Soon after launch Johnny MacGregor asked, “Can you open the group up to BC too?” That made perfect sense so it changed to ‘Citroëns of Cascadia’ and now have over 1,100 members with 788 deemed ‘Active’ meaning they’re interacting with the content.
BACK TO THE FUTURE?
Citroën’s parent company PSA, has set up shop in Atlanta, Georgia in 2018 and this will be the beachhead for PSA’s North American return. PSA CEO Carlos Tavares announced plans in 2016 to resume sales in North America, and PSA North America President Larry Dominique said the company must be a player in the world’s second-largest auto market.
“…PSA’s brands also include DS and former General Motors nameplates Opel and Vauxhall, which the company acquired last year. The company sold 3.6 million vehicles in 2017, with Europe accounting for about two-thirds of all sales…”
Dominique said in an interview with The Atlanta Journal-Constitution:
“…We have no legacy, we have no infrastructure, we have no existing IT, we have no existing dealerships. We have an opportunity to look at new technology, and the way people want to buy cars and do things in a leaner way…”
Dominque said the company is still examining how it will sell its products in North America. A Tesla model of direct sales comes with substantial costs, and many states have laws requiring vehicles be sold via franchised dealers. It also takes time and money to build dealer franchises.
PSA’s first product to launch in the U.S. is its Free2Move app, a mobility app that connects users to every car-sharing service — such as Zipcar — in a given city. Matt DeLorenzo, managing editor for news at the automotive trade publication Kelley Blue Book, said U.S. customers might be re-acquainted with PSA’s brands first through the Free2Move app. PSA could use ride-sharing and so-called vehicle subscription services as low-cost ways of entering the U.S. market.
But PSA has a substantial challenge ahead of it to crack into the North American market. More than three dozen brands are sold in the U.S., and virtually all have expansive and costly networks of franchised dealers and service centers, and many manufacture at least some of their models in North America. For now, PSA has no plans to manufacture vehicles in North America.
PSA has not named which of its brands will be its first to return to North America. Peugeot and Citroën would hold nostalgia for some buyers, and the luxury Citroën or DS nameplates would come with higher profit margins, said DeLorenzo, the Kelley Blue Book editor.
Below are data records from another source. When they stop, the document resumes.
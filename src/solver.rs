//! A* solver for the N-puzzle that also decides solvability.
//!
//! Two searches run in lock-step: one from the given board and one from its twin
//! (see [`Board::twin`]). Exactly one of the two can reach the goal, so whichever lane
//! dequeues a goal board first settles the question without any parity computation.
use log::{debug, trace};
use std::cmp::Ordering;
use std::collections::{BinaryHeap, HashSet};
use std::rc::Rc;

use crate::board::{Board, Direction};
use crate::error::PuzzleError;

/// Tuning knobs for a [`Solver`] run.
///
/// The default runs without a budget and without a closed set, expanding a board again
/// whenever it is reached through a different path.
#[derive(Clone, Debug, Default, PartialEq, Eq)]
pub struct SolverConfig {
    /// Upper bound on the number of expanded boards across both lanes. Going past it
    /// fails the run with `PuzzleError::SearchAborted`.
    pub max_expansions: Option<usize>,
    /// Keep a per-lane set of already expanded boards and skip them when popped again.
    pub closed_set: bool,
}

/// Counters collected while searching.
#[derive(Clone, Copy, Debug, Default, PartialEq, Eq)]
pub struct SearchStats {
    /// Boards expanded by the lane that started from the input board.
    pub main_expanded: usize,
    /// Boards expanded by the lane that started from the twin.
    pub twin_expanded: usize,
    /// Largest frontier size seen in either lane.
    pub max_frontier: usize,
}

impl SearchStats {
    pub fn total_expanded(&self) -> usize {
        self.main_expanded + self.twin_expanded
    }
}

/// A frontier entry. Parents are shared, so sibling nodes point at one ancestor chain.
#[derive(Debug)]
struct Node {
    board: Board,
    parent: Option<Rc<Node>>,
    depth: usize,
}

/// Heap entry ordered by `(priority, sequence)`, smallest first.
#[derive(Debug)]
struct Entry {
    priority: usize,
    sequence: u64,
    node: Rc<Node>,
}

impl PartialEq for Entry {
    fn eq(&self, other: &Self) -> bool {
        self.priority == other.priority && self.sequence == other.sequence
    }
}

impl Eq for Entry {}

impl Ord for Entry {
    fn cmp(&self, other: &Self) -> Ordering {
        // Reversed: BinaryHeap is a max-heap.
        other
            .priority
            .cmp(&self.priority)
            .then_with(|| other.sequence.cmp(&self.sequence))
    }
}

impl PartialOrd for Entry {
    fn partial_cmp(&self, other: &Self) -> Option<Ordering> {
        Some(self.cmp(other))
    }
}

#[derive(Debug, Clone, Copy, PartialEq, Eq)]
enum Step {
    /// The popped board was the goal.
    Solved,
    /// A board was popped and expanded, or skipped as already closed.
    Progressed,
    /// Nothing left to pop. Only reachable with a closed set.
    Exhausted,
}

/// One of the two searches.
struct Lane {
    name: &'static str,
    frontier: BinaryHeap<Entry>,
    next_sequence: u64,
    closed: Option<HashSet<Board>>,
    expanded: usize,
    max_frontier: usize,
    solved: Option<Rc<Node>>,
}

impl Lane {
    fn new(name: &'static str, root: Board, closed_set: bool) -> Self {
        let mut lane = Lane {
            name,
            frontier: BinaryHeap::new(),
            next_sequence: 0,
            closed: closed_set.then(HashSet::new),
            expanded: 0,
            max_frontier: 0,
            solved: None,
        };
        lane.push(Node {
            board: root,
            parent: None,
            depth: 0,
        });
        lane
    }

    fn push(&mut self, node: Node) {
        let entry = Entry {
            priority: node.board.manhattan(),
            sequence: self.next_sequence,
            node: Rc::new(node),
        };
        self.next_sequence += 1;
        self.frontier.push(entry);
        self.max_frontier = self.max_frontier.max(self.frontier.len());
    }

    fn step(&mut self) -> Step {
        if self.solved.is_some() {
            return Step::Solved;
        }
        let current = match self.frontier.pop() {
            Some(entry) => entry.node,
            None => return Step::Exhausted,
        };

        if let Some(closed) = self.closed.as_mut() {
            if !closed.insert(current.board.clone()) {
                return Step::Progressed;
            }
        }

        if current.board.is_goal() {
            debug!(
                "{} lane reached the goal at depth {} after {} expansions",
                self.name, current.depth, self.expanded
            );
            self.solved = Some(current);
            return Step::Solved;
        }

        self.expanded += 1;
        trace!(
            "{} lane expanding depth {} priority {}",
            self.name,
            current.depth,
            current.board.manhattan()
        );

        let parent_board = current.parent.as_ref().map(|parent| &parent.board);
        let closed = self.closed.as_ref();
        let children: Vec<Node> = current
            .board
            .neighbors()
            .into_iter()
            .filter(|neighbor| parent_board != Some(neighbor))
            .filter(|neighbor| closed.map_or(true, |set| !set.contains(neighbor)))
            .map(|board| Node {
                board,
                parent: Some(Rc::clone(&current)),
                depth: current.depth + 1,
            })
            .collect();
        for child in children {
            self.push(child);
        }
        Step::Progressed
    }
}

/// Walks the parent chain from `goal` back to the root and returns the boards root first.
fn path_to(goal: &Rc<Node>) -> Vec<Board> {
    let mut path = Vec::with_capacity(goal.depth + 1);
    let mut cursor = Some(goal);
    while let Some(node) = cursor {
        path.push(node.board.clone());
        cursor = node.parent.as_ref();
    }
    path.reverse();
    path
}

/// Result of solving one board. The whole search runs inside the constructor.
///
/// # Examples
/// ```
/// use npuzzle_solver::board::Board;
/// use npuzzle_solver::solver::Solver;
///
/// let board = Board::from_tiles(3, vec![1, 2, 3, 4, 5, 6, 7, 0, 8]).unwrap();
/// let solver = Solver::new(&board).unwrap();
/// assert!(solver.is_solvable());
/// assert_eq!(solver.moves(), 1);
///
/// let swapped = Board::from_tiles(3, vec![1, 2, 3, 4, 5, 6, 8, 7, 0]).unwrap();
/// let solver = Solver::new(&swapped).unwrap();
/// assert!(!solver.is_solvable());
/// assert_eq!(solver.moves(), -1);
/// assert!(solver.solution().is_none());
/// ```
#[derive(Clone, Debug)]
pub struct Solver {
    solution: Option<Vec<Board>>,
    stats: SearchStats,
}

impl Solver {
    /// Solves `initial` with the default [`SolverConfig`].
    pub fn new(initial: &Board) -> Result<Self, PuzzleError> {
        Self::with_config(initial, &SolverConfig::default())
    }

    /// Solves `initial`, alternating one step of the main lane with one step of the twin
    /// lane until one of them settles the outcome.
    ///
    /// # Errors
    /// * `PuzzleError::SearchAborted` if `config.max_expansions` is exceeded.
    /// * `PuzzleError::Invariant` if the board has no twin or both lanes run dry.
    pub fn with_config(initial: &Board, config: &SolverConfig) -> Result<Self, PuzzleError> {
        let mut main = Lane::new("main", initial.clone(), config.closed_set);
        let mut twin = Lane::new("twin", initial.twin()?, config.closed_set);
        let mut twin_exhausted = false;
        debug!(
            "solving {}x{} board with manhattan priority {}",
            initial.dimension(),
            initial.dimension(),
            initial.manhattan()
        );

        let solvable = loop {
            match main.step() {
                Step::Solved => break true,
                Step::Exhausted if twin_exhausted => {
                    return Err(PuzzleError::Invariant("both search lanes ran out of boards"))
                }
                Step::Exhausted => break false,
                Step::Progressed => {}
            }
            check_budget(config, &main, &twin)?;

            if !twin_exhausted {
                match twin.step() {
                    Step::Solved => break false,
                    Step::Exhausted => {
                        debug!("twin lane exhausted, continuing main lane alone");
                        twin_exhausted = true;
                    }
                    Step::Progressed => {}
                }
                check_budget(config, &main, &twin)?;
            }
        };

        let stats = SearchStats {
            main_expanded: main.expanded,
            twin_expanded: twin.expanded,
            max_frontier: main.max_frontier.max(twin.max_frontier),
        };
        let solution = if solvable {
            let goal = main
                .solved
                .as_ref()
                .ok_or(PuzzleError::Invariant("solved lane holds no goal node"))?;
            Some(path_to(goal))
        } else {
            None
        };
        debug!(
            "search finished: solvable={} moves={} expanded={}",
            solvable,
            solution.as_ref().map_or(-1, |path| path.len() as isize - 1),
            stats.total_expanded()
        );

        Ok(Solver { solution, stats })
    }

    pub fn is_solvable(&self) -> bool {
        self.solution.is_some()
    }

    /// Number of moves in the solution, or `-1` if the board is unsolvable.
    pub fn moves(&self) -> isize {
        self.solution
            .as_ref()
            .map_or(-1, |path| path.len() as isize - 1)
    }

    /// The boards from the initial one to the goal, or `None` if the board is unsolvable.
    pub fn solution(&self) -> Option<&[Board]> {
        self.solution.as_deref()
    }

    /// The direction the blank slides at each step of the solution.
    pub fn directions(&self) -> Option<Vec<Direction>> {
        let path = self.solution.as_ref()?;
        path.windows(2)
            .map(|pair| {
                Direction::ALL
                    .into_iter()
                    .find(|&dir| pair[0].slide(dir).as_ref() == Some(&pair[1]))
            })
            .collect()
    }

    pub fn stats(&self) -> SearchStats {
        self.stats
    }
}

fn check_budget(config: &SolverConfig, main: &Lane, twin: &Lane) -> Result<(), PuzzleError> {
    let expanded = main.expanded + twin.expanded;
    match config.max_expansions {
        Some(limit) if expanded > limit => {
            debug!("expansion budget of {} exceeded", limit);
            Err(PuzzleError::SearchAborted { expanded })
        }
        _ => Ok(()),
    }
}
J. Scott Trubey, The Atlanta Journal-Constitution, Jan 23, 2018 said,
“…PSA is not going to be a big player…They’re not coming in to be a big disrupter. They are here to play in the luxury and near-luxury arenas. They have some models that are clearly different…”
I’m not sure I’d call the new line of Citroëns ‘clearly different’ but it would certainly be fun and interesting to have the brand back in BC, close to 50 years after it disappeared.